THE WET-PROCESS METHOD
The wet-process method (also known as the washed method) results in coffee with a cleaner, brighter, and fruitier taste profile. Most countries whose coffees are prized for their high-grown flavor and acidity generally rely on the wet-process method to showcase their coffee. In the wet process, the coffee bean is defruited before it is dried. The skin of the cherry and some of its pulp is removed by pressing the fruit through a screen immersed in water. Since a significant amount of the pulp will still cling to the bean, another procedure is applied to remove all fruit. Coffee beans are sun-dried on a cement patio. The coffee beans are then ready to be sun-dried on patios or on waist-high drying tables, typically followed by machine drying to bring down moisture content to 10%. Coffees from Colombia, Costa Rica, Guatemala, Kenya, Java, and Papua New Guinea are wet-processed.
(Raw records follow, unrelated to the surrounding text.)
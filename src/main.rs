use anyhow::Context;
use chip8vm::emulator::ascii_display::AsciiRenderer;
use chip8vm::emulator::scheduler::stop_on_input;
use chip8vm::rom_config::{known_roms, Config};
use clap::Parser;
use std::io;
use std::sync::atomic::AtomicBool;
use std::sync::Arc;

#[derive(Parser, Debug)]
#[command(version, about = "Runs a CHIP-8 ROM and prints its screen as text")]
struct Args {
    /// Path to a ROM file, or the name of a known ROM
    rom: String,

    /// Ticks per second, 0 for as fast as possible
    #[arg(long)]
    hz: Option<u32>,

    /// Stop after this many ticks
    #[arg(long)]
    ticks: Option<u64>,

    /// Seed for the random number instruction
    #[arg(long)]
    seed: Option<u64>,

    /// Run without printing frames
    #[arg(long)]
    headless: bool,
}

fn main() -> anyhow::Result<()> {
    env_logger::init();
    let args = Args::parse();

    let mut config = Config::resolve(&args.rom);
    if let Some(hz) = args.hz {
        config.tick_rate = hz;
    }
    config.tick_limit = args.ticks.or(config.tick_limit);
    config.seed = args.seed.or(config.seed);

    let mut scheduler = config.build().with_context(|| {
        format!(
            "could not start {} (known ROMs: {})",
            args.rom,
            known_roms().join(", ")
        )
    })?;
    if !args.headless {
        scheduler.set_renderer(Box::new(AsciiRenderer::stdout(
            config.pixel_on,
            config.pixel_off,
        )));
    }

    // press Enter to stop; the input thread is left behind when the run ends
    let stopper = Arc::new(AtomicBool::new(false));
    stop_on_input(io::BufReader::new(io::stdin()), stopper.clone());
    let (scheduler, result) = scheduler
        .spawn(stopper)
        .join()
        .map_err(|_| anyhow::anyhow!("scheduler thread panicked"))?;
    let halt = result?;
    log::info!("{:?} after {} ticks", halt, scheduler.ticks());
    Ok(())
}
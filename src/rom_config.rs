use crate::emulator::errors::VmError;
use crate::emulator::scheduler::{tick_interval, Scheduler, DEFAULT_TICK_RATE};
use crate::emulator::vm::VirtualMachine;
use lazy_static::lazy_static;
use log::info;
use std::collections::HashMap;
use std::path::{Path, PathBuf};
use std::{fs::File, io, io::Read};
use thiserror::Error;

#[derive(Debug, Error)]
pub enum RomError {
    #[error("could not read ROM {path}: {source}")]
    Io {
        path: PathBuf,
        #[source]
        source: io::Error,
    },

    #[error(transparent)]
    Load(#[from] VmError),
}

/// How to run one ROM.
#[derive(Clone, Debug, PartialEq, Eq)]
pub struct Config {
    pub filename: PathBuf,
    /// Ticks per second; zero runs as fast as possible.
    pub tick_rate: u32,
    pub tick_limit: Option<u64>,
    pub seed: Option<u64>,
    pub pixel_on: char,
    pub pixel_off: char,
}

impl Config {
    pub fn new(filename: impl Into<PathBuf>) -> Config {
        Config {
            filename: filename.into(),
            tick_rate: DEFAULT_TICK_RATE,
            tick_limit: None,
            seed: None,
            pixel_on: '@',
            pixel_off: ' ',
        }
    }

    /// Looks `name` up in the known ROMs, falling back to treating it as a
    /// path.
    pub fn resolve(name: &str) -> Config {
        match ROM_MAP.get(name.to_lowercase().as_str()) {
            Some(config) => config.clone(),
            None => Config::new(name),
        }
    }

    /// Reads the ROM and sets up a machine and scheduler for it.
    pub fn build(&self) -> Result<Scheduler, RomError> {
        let rom = load_rom_file(&self.filename)?;
        let mut vm = match self.seed {
            Some(seed) => VirtualMachine::with_seed(seed),
            None => VirtualMachine::new(),
        };
        vm.load(&rom)?;
        let mut scheduler = Scheduler::new(vm, tick_interval(self.tick_rate));
        scheduler.set_tick_limit(self.tick_limit);
        Ok(scheduler)
    }
}

fn profile(filename: &str, tick_rate: u32) -> Config {
    Config {
        tick_rate,
        ..Config::new(filename)
    }
}

lazy_static! {
    static ref ROM_MAP: HashMap<&'static str, Config> = vec![
        ("15puzzle", profile("roms/15PUZZLE", DEFAULT_TICK_RATE)),
        ("blinky", profile("roms/BLINKY", DEFAULT_TICK_RATE)),
        ("brix", profile("roms/BRIX", DEFAULT_TICK_RATE)),
        ("ibm", profile("roms/IBM", DEFAULT_TICK_RATE)),
        ("kaleid", profile("roms/KALEID", DEFAULT_TICK_RATE)),
        // draws a line per instruction, nicer to watch slowed down
        ("maze", profile("roms/MAZE", 30)),
        ("pong", profile("roms/PONG", DEFAULT_TICK_RATE)),
        ("test_opcode", profile("roms/test_opcode.ch8", 0)),
        ("tetris", profile("roms/TETRIS", DEFAULT_TICK_RATE)),
        ("ufo", profile("roms/UFO", DEFAULT_TICK_RATE)),
    ]
    .into_iter()
    .collect();
}

pub fn known_roms() -> Vec<&'static str> {
    let mut names: Vec<&'static str> = ROM_MAP.keys().copied().collect();
    names.sort_unstable();
    names
}

pub fn load_rom_file(filename: &Path) -> Result<Vec<u8>, RomError> {
    let io_error = |source| RomError::Io {
        path: filename.to_path_buf(),
        source,
    };
    let mut file = File::open(filename).map_err(io_error)?;
    let mut raw_rom = Vec::new();
    file.read_to_end(&mut raw_rom).map_err(io_error)?;
    info!("read {} bytes from {}", raw_rom.len(), filename.display());
    Ok(raw_rom)
}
The drying procedure is the most important stage of the process, since it affects the final quality of green coffee. A coffee that has been overdried will become brittle and produce too many broken beans during hulling. Broken beans are deemed defective beans. On the other hand, coffee that has not been dried sufficiently will be too moist and fall victim to rapid deterioration via fungi and bacteria.
For coffee producers, selecting a processing method is a decision borne out of necessity, tradition, and/or the intent to achieve a specific flavor profile. In Guatemala, for example, dry processing is a poor fit for the coffee grown there. Owing to the country’s high humidity, a dry processed coffee would likely become fermented. Conversely, Brazilian coffee growers rely on the dry-process method to achieve the sweet, heavy-bodied taste qualities that are the hallmark of Brazilian coffee.